The laser power was measured at the workpiece using an Ophir power meter. Travel speeds were taken from the robot display. Radiographic images of the welds were made in accordance with BSEN 1435:1997. This radiographic examination was able to detect pores of the order 0.1mm in diameter. Several months after the work was completed, each of the radiographic images of all the welds reported here was re-examined by a single person, for consistency, who counted the observed porosity in a 76mm central section of each weld. Pore size was established using a calibrated viewing optic with a magnification of x10. The porosity count was recorded as the number of pores per 76mm length of weld, in the size range from 0.1mm up to the maximum seen. From this data the 'cumulative length' of porosity was calculated. To obtain data on weld profile, image analysis software was used to measure the polished and etched weld cross sections.
Weld quality criteria
AWS D17.1:2001, Specification for Fusion Welding for Aerospace Applications, by the American Welding Society, is a current international standard that can be applied to laser beam welding of aerospace components in titanium based alloys.However, the standard was not developed specifically for welded primary structures, nor for laser beam welding, since it also provides general requirements for electric arc and other high energy beam welding processes. The standard is also not specific to titanium alloys. The European Standard EN ISO 13919-2:2001, Welding - Electron and laser beam welded joints - Guidance on quality levels for imperfections - Part 2: Aluminium and its weldable alloys, was developed specifically for electron and laser beam welding, although not for titanium based alloys. The weld profile geometry criteria stated in this standard are more stringent than AWS D17.1:2001, although the sub-surface porosity criteria are less demanding. For aeroengine applications however, the quality acceptance criteria are generally much more stringent than those cited by both AWS D17.1:2001 and EN ISO 13919-2:2001, and are often company specific. EN ISO 13919-1:1997, Welding - Electron and laser beam welded joints - Guidance on quality levels for imperfections - Part 1: Steel, is in parts, more stringent than both EN ISO 13919-2:2001 and AWS D17.1:2001, and although developed for steel,the weld quality criteria in this standard compare more closely to those internal standards used by the aerospace industry than both AWS D17.1:2001 and EN ISO 13919-2:2001.

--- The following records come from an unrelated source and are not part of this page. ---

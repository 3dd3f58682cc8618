//! # qrng-client
//!
//! D-Bus client for the `lv.lumii.qrng` random octet service.
//!
//! Fetches batches of random octets over the bus using one blocking call
//! path and one non-blocking, bounded-concurrency path. The core is the
//! bounded dispatcher: it keeps up to a fixed number of calls in flight on
//! a single connection, correlates every reply (or failure) back to the
//! request that produced it, and drives the run until all work resolves or
//! a fatal error occurs.
//!
//! ## Architecture
//!
//! - **transport**: narrow facade over the bus; the `zbus`-backed
//!   implementation lives behind the [`transport::OctetTransport`] trait
//! - **dispatch**: the bounded reactor loop, the completion handler and
//!   the run-scoped counters
//! - **request**: per-call context, created at submission and consumed
//!   exactly once on resolution
//! - **config**: CLI parsing and startup validation
//!
//! ## Example
//!
//! ```ignore
//! use qrng_client::{Dispatcher, RunConfig};
//! use qrng_client::transport::QrngBus;
//!
//! # async fn run(cfg: RunConfig) -> qrng_client::Result<()> {
//! let bus = QrngBus::connect(cfg.system).await?;
//! let aggregate = Dispatcher::new(bus, cfg).run().await?;
//! aggregate.verdict()
//! # }
//! ```

pub mod config;
pub mod dispatch;
pub mod error;
pub mod output;
pub mod request;
pub mod transport;

pub use config::{Cli, RunConfig};
pub use dispatch::{run_sequential, Aggregate, Dispatcher};
pub use error::{QrngError, Result};
//! Human-readable rendering of received octets.

/// Render a payload as a byte-count header followed by space-separated
/// two-digit uppercase hex bytes.
pub fn render_octets(octets: &[u8]) -> String {
    let hex = octets
        .iter()
        .map(|b| format!("{b:02X}"))
        .collect::<Vec<_>>()
        .join(" ");
    format!("Generated octets ({} bytes): {}", octets.len(), hex)
}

In the current absence of a broadly accepted standard, developed specifically for the laser beam welding of titanium based alloys for primary aerospace applications, the quality of the welds produced in this work have been evaluated against a set of quality criteria formulated from several current international standards. Table 1 details both the weld profile criteria and the sub-surface porosity criteria used for comparison to the welds produced in this study, for the three material thicknesses used in this project of 3, 5 and 9.3mm.
Figure 1 depicts the weld profile terminology used in Table 1.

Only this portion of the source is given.